[coreboot] [RFC] More generic targets with C preprocessor token concatenation
Carl-Daniel Hailfinger
c-d.hailfinger.devel.2006 at gmx.net
Fri Feb 13 18:48:49 CET 2009
On 13.02.2009 17:19, ron minnich wrote:
> On Fri, Feb 13, 2009 at 4:30 AM, Carl-Daniel Hailfinger
> <c-d.hailfinger.devel.2006 at gmx.net> wrote:
>
>> -struct mainboard_amd_dbm690t_config
>> +struct MAINBOARD_PREFIX##_config
>>
>
> Here is the problem: now I don't know the name of that structure when
> I browse it; and, once again, this kind of trickery can trick me, but
> it is also unfriendly to source code analysis tools, which don't
> always pick these subtleties up. What happens with doxygen?

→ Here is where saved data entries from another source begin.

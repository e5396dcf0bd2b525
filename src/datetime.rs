//! Date and time recognition.
//!
//! A [`DateTimeRecognizer`] is assembled from [`DateTimeRuleData`] for one
//! locale. Detection runs in stages:
//!
//! ```text
//! text ──> universal ─┐
//!          locale ────┼─> sub-rule expansion ──> matches ─┐
//!          backup ────┘   (arena of sub engines)          │
//!                                                          ├─> DateTimeFilter ──> Vec<MatchedDateTime>
//! text ──> clear engine ──────────────────────> clears ───┤
//! text ──> past engine  ──────────────────────> pasts  ───┘
//! ```
//!
//! Rule ids are numeric strings whose range decides the kind of a match (see
//! [`DateTimeKind::from_rule_id`]) and its base priority when matches overlap.
//! The filter then merges neighbours into date ranges, date-times and periods,
//! and finally drops matches covered by a clear rule or qualified by a past
//! marker.

#[path = "datetime/filter.rs"]
mod filter;
#[path = "datetime/matched.rs"]
mod matched;
#[path = "datetime/recognizer.rs"]
mod recognizer;
#[path = "datetime/rule_data.rs"]
mod rule_data;

pub use filter::DateTimeFilter;
pub use matched::{DateTimeKind, MatchedDateTime};
pub use recognizer::DateTimeRecognizer;
pub use rule_data::{DateTimeRuleData, DefaultLocale, NamedPattern, RuleEntry};
//! Detection metrics.
//!
//! Timings are collected per stage so a slow rule file shows up as a slow
//! stage rather than a slow call. They are returned by
//! `EntityRecognizer::find_entity_info_with_metrics` and
//! `DateTimeRecognizer::detect_with_metrics`; the plain entry points discard
//! them.

use std::time::Duration;

/// Timing and output count for one stage.
#[derive(Debug, Default, Clone, Copy, PartialEq, Eq)]
pub struct StageMetrics {
    pub duration: Duration,
    /// Number of items the stage produced.
    pub produced: usize,
}

/// Timings for one run of the date/time recognizer.
#[derive(Debug, Default, Clone, PartialEq, Eq)]
pub struct DateMetrics {
    pub total: Duration,
    /// Primary engines plus sub-rule expansion.
    pub primary: StageMetrics,
    pub clear: StageMetrics,
    pub past: StageMetrics,
    /// Final filter; `produced` is the number of surviving matches.
    pub filter: StageMetrics,
}

/// Timings for one `find_entity_info` call.
#[derive(Debug, Default, Clone, PartialEq, Eq)]
pub struct DetectMetrics {
    pub total: Duration,
    /// Full-width normalisation.
    pub normalize: Duration,
    pub phone: StageMetrics,
    pub date: DateMetrics,
}
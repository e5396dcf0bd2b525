//! Compiled regex wrapper.
//!
//! Rule data is written against an ICU-flavoured dialect (lookbehind,
//! lookahead, `\b`), so patterns compile with `fancy_regex`. Every search
//! returns plain values: a runtime failure (usually the backtrack limit) is
//! logged and treated as "no more matches".

use crate::Span;
use crate::config::EngineLimits;
use fancy_regex::{Regex, RegexBuilder};

#[derive(Debug, Clone)]
pub struct CompiledPattern {
    source: String,
    regex: Regex,
}

impl CompiledPattern {
    pub fn new(pattern: &str, case_insensitive: bool, limits: &EngineLimits) -> Result<Self, fancy_regex::Error> {
        let effective = if case_insensitive { format!("(?i){pattern}") } else { pattern.to_string() };
        let regex = RegexBuilder::new(&effective).backtrack_limit(limits.backtrack_limit).build()?;
        Ok(CompiledPattern { source: pattern.to_string(), regex })
    }

    /// Compile a pattern that must cover its whole input.
    pub fn anchored(pattern: &str, case_insensitive: bool, limits: &EngineLimits) -> Result<Self, fancy_regex::Error> {
        let mut compiled = Self::new(&format!("^(?:{pattern})$"), case_insensitive, limits)?;
        compiled.source = pattern.to_string();
        Ok(compiled)
    }

    pub fn source(&self) -> &str {
        &self.source
    }

    /// Leftmost match.
    pub fn find(&self, text: &str) -> Option<Span> {
        match self.regex.find(text) {
            Ok(found) => found.map(|m| Span::new(m.start(), m.end())),
            Err(err) => {
                log::warn!("pattern '{}' aborted: {err}", self.source);
                None
            }
        }
    }

    pub fn is_match(&self, text: &str) -> bool {
        self.find(text).is_some()
    }

    /// All non-overlapping matches, leftmost-first.
    pub fn find_all(&self, text: &str) -> Vec<Span> {
        let mut spans = Vec::new();
        for found in self.regex.find_iter(text) {
            match found {
                Ok(m) => spans.push(Span::new(m.start(), m.end())),
                Err(err) => {
                    log::warn!("pattern '{}' aborted after {} matches: {err}", self.source, spans.len());
                    break;
                }
            }
        }
        spans
    }

    /// Span of the leftmost match and the text of capture `group` within it.
    pub fn capture<'t>(&self, text: &'t str, group: usize) -> Option<(Span, &'t str)> {
        match self.regex.captures(text) {
            Ok(Some(caps)) => {
                let whole = caps.get(0)?;
                let inner = caps.get(group).map(|m| m.as_str()).unwrap_or("");
                Some((Span::new(whole.start(), whole.end()), inner))
            }
            Ok(None) => None,
            Err(err) => {
                log::warn!("pattern '{}' aborted: {err}", self.source);
                None
            }
        }
    }
}
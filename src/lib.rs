//! Rule-driven recognition of dates, times and phone numbers in free text.
//!
//! Everything is driven by JSON rule data: per-locale regex rules for
//! dates/times and per-region rules for phone numbers. No model, no network;
//! the same input and the same rules always give the same spans.
//!
//! ```text
//! text ──> NormalizedText ──┬──> PhoneNumberMatcher ──> phone entities
//!                           │      (mask, candidates, codes, positive rules)
//!                           └──> DateTimeRecognizer ──> date entities
//!                                  (universal / locale / backup engines,
//!                                   sub rules, DateTimeFilter)
//! ```
//!
//! Most callers only need [`EntityRecognizer`]:
//!
//! ```no_run
//! use entity_recognizer::{EntityRecognizer, RecognizerConfig};
//!
//! let config = RecognizerConfig { rules_dir: Some("data".into()), ..Default::default() };
//! let recognizer = EntityRecognizer::from_config(config)?;
//! for entity in recognizer.find_entity_info("call 400-810-8000 on 2024-01-05") {
//!     println!("{} {}..{} {}", entity.kind, entity.begin, entity.end, entity.body);
//! }
//! # Ok::<(), entity_recognizer::RuleDataError>(())
//! ```

#[macro_use]
mod macros;
mod api;
mod config;
mod datetime;
mod engine;
mod error;
mod loader;
mod phone;
mod text;

pub use api::{DEFAULT_RULES_DIR, Detection, Entity, EntityKind, EntityRecognizer};
pub use config::{DEFAULT_BACKTRACK_LIMIT, DEFAULT_MAX_INPUT_LEN, EngineLimits, EntityKinds, RecognizerConfig};
pub use datetime::{
    DateTimeFilter, DateTimeKind, DateTimeRecognizer, DateTimeRuleData, DefaultLocale, MatchedDateTime, NamedPattern,
    RuleEntry,
};
pub use engine::{
    CompiledPattern, DateMetrics, DetectMetrics, PatternRule, RuleCategory, RuleEngine, RuleMatch, RuleSet,
    StageMetrics,
};
pub use error::{PatternError, PhoneLibraryError, RuleDataError};
pub use loader::RuleDataLoader;
#[cfg(feature = "phonenumber")]
pub use phone::PhonenumberCrate;
pub use phone::{
    BorderEntry, BorderKind, CodeEntry, FindNumberRules, HandleKind, MatchedPhone, ParsedNumber,
    PhoneBoundaryRefiner, PhoneCandidate, PhoneCandidateValidator, PhoneNumberLibrary, PhoneNumberMatcher,
    PhoneRuleData, PositiveEntry, RegexEntry, ValidKind,
};
pub use text::{InputTraits, NormalizedText, OffsetUnit};

/// Half-open byte range `[begin, end)` into the text being matched.
#[derive(Debug, Clone, Copy, Default, PartialEq, Eq, Hash, PartialOrd, Ord)]
pub struct Span {
    pub begin: usize,
    pub end: usize,
}

impl Span {
    pub fn new(begin: usize, end: usize) -> Self {
        Span { begin, end }
    }

    pub fn len(&self) -> usize {
        self.end.saturating_sub(self.begin)
    }

    pub fn is_empty(&self) -> bool {
        self.end <= self.begin
    }

    /// `other` lies inside `self` (bounds included).
    pub fn contains(&self, other: &Span) -> bool {
        self.begin <= other.begin && other.end <= self.end
    }

    /// The spans overlap without either containing the other.
    pub fn crosses(&self, other: &Span) -> bool {
        (self.begin < other.begin && other.begin < self.end && self.end < other.end)
            || (other.begin < self.begin && self.begin < other.end && other.end < self.end)
    }

    /// Move both ends right by `by` bytes.
    pub fn shift(self, by: usize) -> Span {
        Span { begin: self.begin + by, end: self.end + by }
    }
}
//! Generic multi-rule regex engine.
//!
//! Both recognizers are built from the same parts: a [`RuleSet`] of
//! [`PatternRule`]s is compiled once into an immutable [`RuleEngine`], which
//! can then be shared across threads and asked for every match in a text.
//!
//! ## How the parts work together
//!
//! ```text
//! RuleSet { rules, params, params_backup, fragments }
//!     │
//!     │  RuleSet::expand          (rule_set.rs)
//!     │    [param_NAME] -> (?:\bA\b|\bB\b)
//!     │    [sub_NAME]   -> (?:fragment)
//!     v
//! CompiledPattern::new            (pattern.rs)
//!     - case folding, backtrack limit
//!     - failures logged, rule skipped
//!     │
//!     v
//! RuleEngine::match_text          (rules_engine.rs)
//!     - input capped at max_input_len
//!     - every rule in order, leftmost-first, non-overlapping
//!     - empty matches dropped
//!     │
//!     v
//! Vec<RuleMatch { span, rule_id, sub_rule }>
//! ```
//!
//! The engine does no ordering or de-duplication across rules; whichever
//! recognizer consumes the matches does that.
//!
//! ## Responsibilities by module
//!
//! - `pattern.rs`: thin wrapper over `fancy_regex` (lookaround support) with
//!   find / full-match / capture helpers that never panic.
//! - `rule_set.rs`: rule and rule set types plus placeholder expansion.
//! - `rules_engine.rs`: compilation and matching.
//! - `metrics.rs`: optional per-stage timings.

#[path = "engine/metrics.rs"]
mod metrics;
#[path = "engine/pattern.rs"]
mod pattern;
#[path = "engine/rule_set.rs"]
mod rule_set;
#[path = "engine/rules_engine.rs"]
mod rules_engine;

pub use metrics::{DateMetrics, DetectMetrics, StageMetrics};
pub use pattern::CompiledPattern;
pub use rule_set::{PatternRule, RuleCategory, RuleSet};
pub use rules_engine::{RuleEngine, RuleMatch};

What do
> the data structure graphs look like?
>
Point taken. I had assumed that kscope and doxygen would be able to
understand this.
> I realize this sort of thing is become more and more accepted in the
> GNU universe (just look at glibc!), so call me old-fashioned, but I
> feel a structure name should be a structure name, such that people
> don't need to indirect (i.e. grep) to go find out what it really is. I
> haven't found this kind of batch rename to be a huge issue,
> personally.
>
Since this was the first target I wanted to clone, I was surprised by
the amount of search and replace I had to do.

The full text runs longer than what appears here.